If the growing medium becomes anoxic, this will immediately impact the plant. Root respiration will change from aerobic to anaerobic, reducing the rate of energy production and resulting in leakage of ethanol from the roots (Gibbs and Greenway 2003). Stomatal closure is common, resulting in reduced transpiration and photosynthesis (Pallardy and Kozlowski 2007). These changes can be detected by measurement in pot experiments but may not be apparent to the naked eye. The simplest way to determine whether this has changed is to compare the daily evapotranspiration from pots saturated with water with the control pots maintained at a pre-determined matric potential (see Guideline 2). This change from aerobic to anaerobic respiration is important for infection because zoospores are chemotactically attracted to ethanol (Allen and Newhook 1973).

Guideline 4: Inoculation

Although difficult under controlled conditions, inoculation should represent what happens in the field as closely as possible, both in the type of inoculum used and the concentration of propagules.

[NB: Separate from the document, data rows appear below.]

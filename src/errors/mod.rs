//! Error types for the planned inference library.
//!
//! Each concern gets its own error enum instead of a generic wrapper like
//! `anyhow` or `Box<dyn Error>`, so callers can match on the exact failure.

mod analysis_error;
mod plan_error;
mod shape_error;

pub use analysis_error::AnalysisError;
pub use plan_error::PlanError;
pub use shape_error::ShapeError;

/// Result type alias for operations that validate tensor and model shapes.
pub type ShapeResult<T> = std::result::Result<T, ShapeError>;

/// Result type alias for buffer plan construction.
pub type PlanResult<T> = std::result::Result<T, PlanError>;

/// Result type alias for a full analysis session.
pub type AnalysisResult<T> = std::result::Result<T, AnalysisError>;
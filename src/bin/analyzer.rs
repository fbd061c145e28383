use std::path::PathBuf;
use std::process::ExitCode;

use clap::Parser;
use log::{error, info, warn};
use planned_inference::{
    Activation, AnalysisConfig, AnalysisError, AnalysisReport, Mode, ModelDims, run_analysis,
};

#[derive(Parser, Debug)]
#[command(
    name = "analyzer",
    version,
    about = "Compares eager and statically planned execution of a feed-forward network"
)]
struct Cli {
    /// Comma-separated input values (e.g. '1.0,0.5,-0.2')
    #[arg(long, allow_hyphen_values = true, required_unless_present = "config")]
    input: Option<String>,

    /// Batch size for execution
    #[arg(long)]
    batch: Option<usize>,

    /// Execution mode
    #[arg(long, value_enum)]
    mode: Option<Mode>,

    /// Maximum absolute difference accepted by verification
    #[arg(long)]
    tolerance: Option<f32>,

    /// Warm-up runs per engine, not timed
    #[arg(long)]
    warmups: Option<usize>,

    /// Timed runs per engine
    #[arg(long)]
    iterations: Option<usize>,

    /// Seed of the generated weights
    #[arg(long)]
    seed: Option<u64>,

    #[arg(long)]
    input_dim: Option<usize>,

    #[arg(long)]
    hidden_dim: Option<usize>,

    #[arg(long)]
    output_dim: Option<usize>,

    /// Hidden-layer nonlinearity (relu, sigmoid, tanh)
    #[arg(long)]
    activation: Option<String>,

    /// Disable fusion of the activation into the first affine layer
    #[arg(long)]
    no_fusion: bool,

    /// JSON configuration used as the base for every other flag
    #[arg(long)]
    config: Option<PathBuf>,

    /// Directory receiving analysis_report.json and analysis_report.txt
    #[arg(long)]
    report_dir: Option<PathBuf>,
}

impl Cli {
    fn into_config(self) -> Result<AnalysisConfig, AnalysisError> {
        let mut config = match &self.config {
            Some(path) => AnalysisConfig::load(path)?,
            None => AnalysisConfig::default(),
        };

        if let Some(input) = self.input {
            config.input = input;
        }
        if let Some(batch) = self.batch {
            config.batch_size = batch;
        }
        if let Some(mode) = self.mode {
            config.mode = mode;
        }
        if let Some(tolerance) = self.tolerance {
            config.tolerance = tolerance;
        }
        if let Some(warmups) = self.warmups {
            config.profiler.warmup_iterations = warmups;
        }
        if let Some(iterations) = self.iterations {
            config.profiler.measured_iterations = iterations;
        }
        if let Some(seed) = self.seed {
            config.seed = seed;
        }
        config.dims = ModelDims::new(
            self.input_dim.unwrap_or(config.dims.input_dim),
            self.hidden_dim.unwrap_or(config.dims.hidden_dim),
            self.output_dim.unwrap_or(config.dims.output_dim),
        );
        if let Some(name) = self.activation {
            config.activation =
                Activation::get_by_name(&name).ok_or_else(|| AnalysisError::InvalidConfig {
                    field: "activation".to_string(),
                    message: format!("Unknown activation '{}'", name),
                })?;
        }
        if self.no_fusion {
            config.planner.fuse_elementwise = false;
        }

        Ok(config)
    }
}

fn run(cli: Cli) -> Result<AnalysisReport, AnalysisError> {
    let report_dir = cli.report_dir.clone();
    let config = cli.into_config()?;

    info!("{}", "=".repeat(60));
    info!("ML EXECUTION ANALYZER");
    info!("{}", "=".repeat(60));
    info!("Mode: {}", config.mode.as_str().to_uppercase());
    info!("Batch Size: {}", config.batch_size);
    info!(
        "Model: MLP ({} -> {} -> {})",
        config.dims.input_dim, config.dims.hidden_dim, config.dims.output_dim
    );

    let report = run_analysis(&config)?;
    println!("{}", report.render_text());

    if let Some(dir) = report_dir {
        report.save(dir)?;
    }
    Ok(report)
}

fn main() -> ExitCode {
    env_logger::init();

    match run(Cli::parse()) {
        Ok(report) => {
            if report.verification_failed() {
                warn!("Verification failed: the optimized output differs from the baseline");
            }
            ExitCode::SUCCESS
        }
        Err(e) => {
            error!("Analysis failed: {}", e);
            eprintln!("Error: {}", e);
            ExitCode::FAILURE
        }
    }
}
//! Fusion detection and greedy interval-based buffer assignment.

use log::debug;
use serde::Serialize;

use super::pipeline::{Lifetime, Pipeline, TensorId};

/// Index of a physical buffer in allocation order.
pub type BufferId = usize;

/// A producer/consumer pair whose intermediate is never materialized.
#[derive(Debug, Clone, Copy, PartialEq, Eq, Serialize)]
pub struct Fusion {
    pub producer_op: usize,
    pub consumer_op: usize,
    /// Tensor written by the producer and read only by the consumer.
    pub intermediate: TensorId,
    /// Tensor written by the consumer, whose storage the intermediate borrows.
    pub into: TensorId,
}

/// Where a tensor lives during a planned run.
#[derive(Debug, Clone, Copy, PartialEq, Eq, Serialize)]
#[serde(rename_all = "snake_case")]
pub enum Placement {
    /// Materialized in a physical buffer.
    Buffer(BufferId),
    /// Computed directly into the storage of another tensor.
    FusedInto(TensorId),
}

/// A block of the planned arena.
#[derive(Debug, Clone, PartialEq, Eq, Serialize)]
pub struct PhysicalBuffer {
    pub id: BufferId,
    /// Capacity in `f32` elements, the largest tenant's size.
    pub elements: usize,
    /// Element offset of the buffer inside the arena.
    pub offset: usize,
    /// Materialized tensors hosted by this buffer, in assignment order.
    pub tenants: Vec<TensorId>,
    #[serde(skip)]
    busy_until: usize,
}

impl PhysicalBuffer {
    pub fn bytes(&self) -> usize {
        self.elements * std::mem::size_of::<f32>()
    }

    pub fn range(&self) -> std::ops::Range<usize> {
        self.offset..self.offset + self.elements
    }

    fn is_free_at(&self, ordinal: usize) -> bool {
        self.busy_until < ordinal
    }
}

/// Finds tensors produced by one operation and read only by the next one,
/// when that next operation is elementwise over a same-shaped result.
pub(crate) fn detect_fusions(pipeline: &Pipeline) -> Vec<Fusion> {
    let ops = pipeline.ops();
    let mut fusions = Vec::new();

    for tensor in pipeline.tensors() {
        let producer_op = pipeline.producer(tensor.id);
        let readers: Vec<usize> = pipeline.readers(tensor.id).collect();
        let [consumer_op] = readers.as_slice() else {
            continue;
        };
        let consumer_op = *consumer_op;
        if consumer_op != producer_op + 1 || !ops[consumer_op].kind.is_elementwise() {
            continue;
        }
        let into = ops[consumer_op].writes;
        if pipeline.tensor(into).shape != tensor.shape {
            continue;
        }

        debug!(
            "Fusing {} into {} ({} + {})",
            tensor.name,
            pipeline.tensor(into).name,
            ops[producer_op].kind.label(),
            ops[consumer_op].kind.label()
        );
        fusions.push(Fusion {
            producer_op,
            consumer_op,
            intermediate: tensor.id,
            into,
        });
    }

    fusions
}

/// Follows fusion links to the tensor that actually owns storage.
pub(crate) fn storage_owner(fusions: &[Fusion], mut id: TensorId) -> TensorId {
    while let Some(fusion) = fusions.iter().find(|f| f.intermediate == id) {
        id = fusion.into;
    }
    id
}

/// Places every tensor: fused intermediates borrow their consumer's storage,
/// the others are assigned to a physical buffer.
///
/// Tensors are visited in creation order. A buffer is eligible when every
/// tensor it already hosts is dead before the new tensor's storage becomes
/// live. Among eligible buffers the smallest sufficient one wins, then the
/// lowest id; if none is large enough the largest eligible buffer is grown;
/// otherwise a new buffer is appended.
pub(crate) fn assign_buffers(
    pipeline: &Pipeline,
    fusions: &[Fusion],
) -> (Vec<Placement>, Vec<PhysicalBuffer>) {
    let tensors = pipeline.tensors();
    let mut placements = Vec::with_capacity(tensors.len());
    let mut buffers: Vec<PhysicalBuffer> = Vec::new();

    for tensor in tensors {
        debug_assert_eq!(placements.len(), tensor.id);
        if let Some(fusion) = fusions.iter().find(|f| f.intermediate == tensor.id) {
            placements.push(Placement::FusedInto(fusion.into));
            continue;
        }

        let (storage, elements) = tensors
            .iter()
            .filter(|t| storage_owner(fusions, t.id) == tensor.id)
            .fold((tensor.lifetime, tensor.elements()), |(life, size), t| {
                (life.union(&t.lifetime), size.max(t.elements()))
            });

        let buffer_id = choose_buffer(&buffers, storage, elements).unwrap_or_else(|| {
            buffers.push(PhysicalBuffer {
                id: buffers.len(),
                elements,
                offset: 0,
                tenants: Vec::new(),
                busy_until: 0,
            });
            buffers.len() - 1
        });

        let buffer = &mut buffers[buffer_id];
        buffer.elements = buffer.elements.max(elements);
        buffer.busy_until = buffer.busy_until.max(storage.last);
        buffer.tenants.push(tensor.id);
        placements.push(Placement::Buffer(buffer_id));

        debug!(
            "Assigned {} (live {}..={}, {} elements) to buffer {}",
            tensor.name, storage.first, storage.last, elements, buffer_id
        );
    }

    let mut offset = 0;
    for buffer in buffers.iter_mut() {
        buffer.offset = offset;
        offset += buffer.elements;
    }

    (placements, buffers)
}

fn choose_buffer(
    buffers: &[PhysicalBuffer],
    storage: Lifetime,
    elements: usize,
) -> Option<BufferId> {
    let eligible = || buffers.iter().filter(|b| b.is_free_at(storage.first));

    eligible()
        .filter(|b| b.elements >= elements)
        .min_by_key(|b| (b.elements, b.id))
        .or_else(|| eligible().max_by_key(|b| (b.elements, std::cmp::Reverse(b.id))))
        .map(|b| b.id)
}
//! Eager and planned engines must agree on every input.

use std::sync::Arc;

use planned_inference::buffer_plan::PlannerOptions;
use planned_inference::input::tile_input;
use planned_inference::{
    Activation, BufferPlan, EagerEngine, ModelDims, ModelSpec, PlannedEngine, Verifier,
};
use proptest::prelude::*;

fn activation_strategy() -> impl Strategy<Value = Activation> {
    prop_oneof![
        Just(Activation::Relu),
        Just(Activation::Sigmoid),
        Just(Activation::Tanh),
    ]
}

proptest! {
    #[test]
    fn prop_engines_produce_identical_outputs(
        input_dim in 1usize..7,
        hidden_dim in 1usize..13,
        output_dim in 1usize..7,
        batch in 1usize..6,
        seed in any::<u64>(),
        fuse in any::<bool>(),
        activation in activation_strategy(),
        values in proptest::collection::vec(-2.0f32..2.0, 1..9),
    ) {
        let dims = ModelDims::new(input_dim, hidden_dim, output_dim);
        let model = Arc::new(ModelSpec::seeded(dims, seed).unwrap().with_activation(activation));
        let input = tile_input(&values, batch, input_dim).unwrap();

        let mut eager = EagerEngine::new(model.clone()).unwrap();
        let expected = eager.run(&input).unwrap();

        let options = PlannerOptions { fuse_elementwise: fuse };
        let plan = BufferPlan::build_with(&model, batch, options).unwrap();
        let mut planned = PlannedEngine::new(model, plan).unwrap();
        let actual = planned.run(&input).unwrap();

        prop_assert_eq!(expected.len(), batch * output_dim);
        prop_assert_eq!(expected.as_slice(), actual);
        let result = Verifier::default().compare(&expected, actual).unwrap();
        prop_assert!(result.passed);
    }
}

#[test]
fn test_repeated_planned_runs_are_bit_identical() {
    let model = Arc::new(ModelSpec::seeded(ModelDims::new(16, 64, 8), 42).unwrap());
    let input = tile_input(&[0.5, 1.2, -0.3], 4, 16).unwrap();
    let plan = BufferPlan::build(&model, 4).unwrap();
    let mut engine = PlannedEngine::new(model, plan).unwrap();

    let first = engine.run(&input).unwrap().to_vec();
    for _ in 0..5 {
        let again = engine.run(&input).unwrap();
        assert!(
            first
                .iter()
                .zip(again)
                .all(|(a, b)| a.to_bits() == b.to_bits())
        );
    }
}

#[test]
fn test_different_inputs_do_not_leak_between_runs() {
    let model = Arc::new(ModelSpec::seeded(ModelDims::new(6, 24, 3), 9).unwrap());
    let plan = BufferPlan::build(&model, 2).unwrap();
    let mut planned = PlannedEngine::new(model.clone(), plan).unwrap();
    let mut eager = EagerEngine::new(model).unwrap();

    let a = tile_input(&[1.0, -1.0], 2, 6).unwrap();
    let b = tile_input(&[0.25, 3.0, -0.5], 2, 6).unwrap();

    planned.run(&a).unwrap();
    let planned_b = planned.run(&b).unwrap().to_vec();
    assert_eq!(planned_b, eager.run(&b).unwrap());
}

#[test]
fn test_known_answer() {
    // w1 (2x2) = [[1, -1], [2, 0.5]], b1 = [0, 1]; relu; w2 (2x1) = [[1], [2]], b2 = [-1]
    let model = Arc::new(
        ModelSpec::new(
            ModelDims::new(2, 2, 1),
            &[1.0, -1.0, 2.0, 0.5],
            vec![0.0, 1.0],
            &[1.0, 2.0],
            vec![-1.0],
        )
        .unwrap(),
    );
    let input = planned_inference::Batch::new(vec![1.0, 1.0, -1.0, 0.0], 2).unwrap();

    // row 0: hidden = [3, 0.5] -> relu [3, 0.5] -> 3 + 1 - 1 = 3
    // row 1: hidden = [-1, 2] -> relu [0, 2] -> 0 + 4 - 1 = 3
    let mut eager = EagerEngine::new(model.clone()).unwrap();
    assert_eq!(eager.run(&input).unwrap(), vec![3.0, 3.0]);

    let plan = BufferPlan::build(&model, 2).unwrap();
    let mut planned = PlannedEngine::new(model, plan).unwrap();
    assert_eq!(planned.run(&input).unwrap(), &[3.0f32, 3.0]);
}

Inoculum can be introduced to the growing medium in several ways, and care should be taken to avoid damaging roots. Zoospores can be used as an inoculum and inserted into the growing medium at a known depth. Other methods use an inoculum of colonised wooden plugs or grown on various food sources. To minimise the chances of root damage when introducing the inoculum, dowels or tubes can be placed into the substrate when the plants are placed into the containers. These are gently removed at the time of inoculation, and the inoculum placed into the holes, which are backfilled with the growing medium.

Guideline 5: Harvesting

Plants should be harvested within 14 days after the imposition of the experimental conditions, before infected fine roots disintegrate. The growth medium should be gently washed from the roots, and the roots used to assess infection; washing the roots through a series of sieves is one way to collect as many fine and coarse roots as possible. If the inoculum has been placed at a specific depth in the growing medium, root harvesting need only be done above and below this region (Davison and Tay 1987).

Assessment of infection can be done in several ways, depending on which hypotheses are being tested (Guideline 1). Infection needs to be assessed by plating roots onto selective agar, and there are several Oomycete-selective agars suitable for this. If selective agar is used in combination with root measuring equipment (e.g., APS Assess 2.0 software (The American Phytopathological Society, USA), or WinRhizo software (Regent Instruments Inc.)), this will allow estimates of incidence and/or severity of infection. When using any of the above methods, it is appropriate to number the treatments so that all data collected is unbiased.

Guideline 5: Data analysis and interpretation

Discuss the analysis of the data with your statistician.

By following these guidelines, you can determine whether soil saturation results in hypoxic or anoxic soil under your experimental conditions. You will be able to determine whether this affects water uptake by the host, and whether additional experiments are needed to quantify these effects on host physiology.

These guidelines will allow you to compare the incidence and severity of root infection in the growing medium maintained at container capacity, and in the growing medium that has been saturated for a short time. If there is an increase in the incidence and severity of root infection following soil saturation, does this result from increased sporulation, increased mobility of zoospores, the increased attraction of zoospores to roots, or reduced ability of the host roots to contain infections? Further experiments could include a time course to determine whether infection increases over time.

It will allow you to determine whether poor growth results from infection, saturated soil, or both. Should it be necessary, it will allow you to confidently design additional experiments to further explore these effects.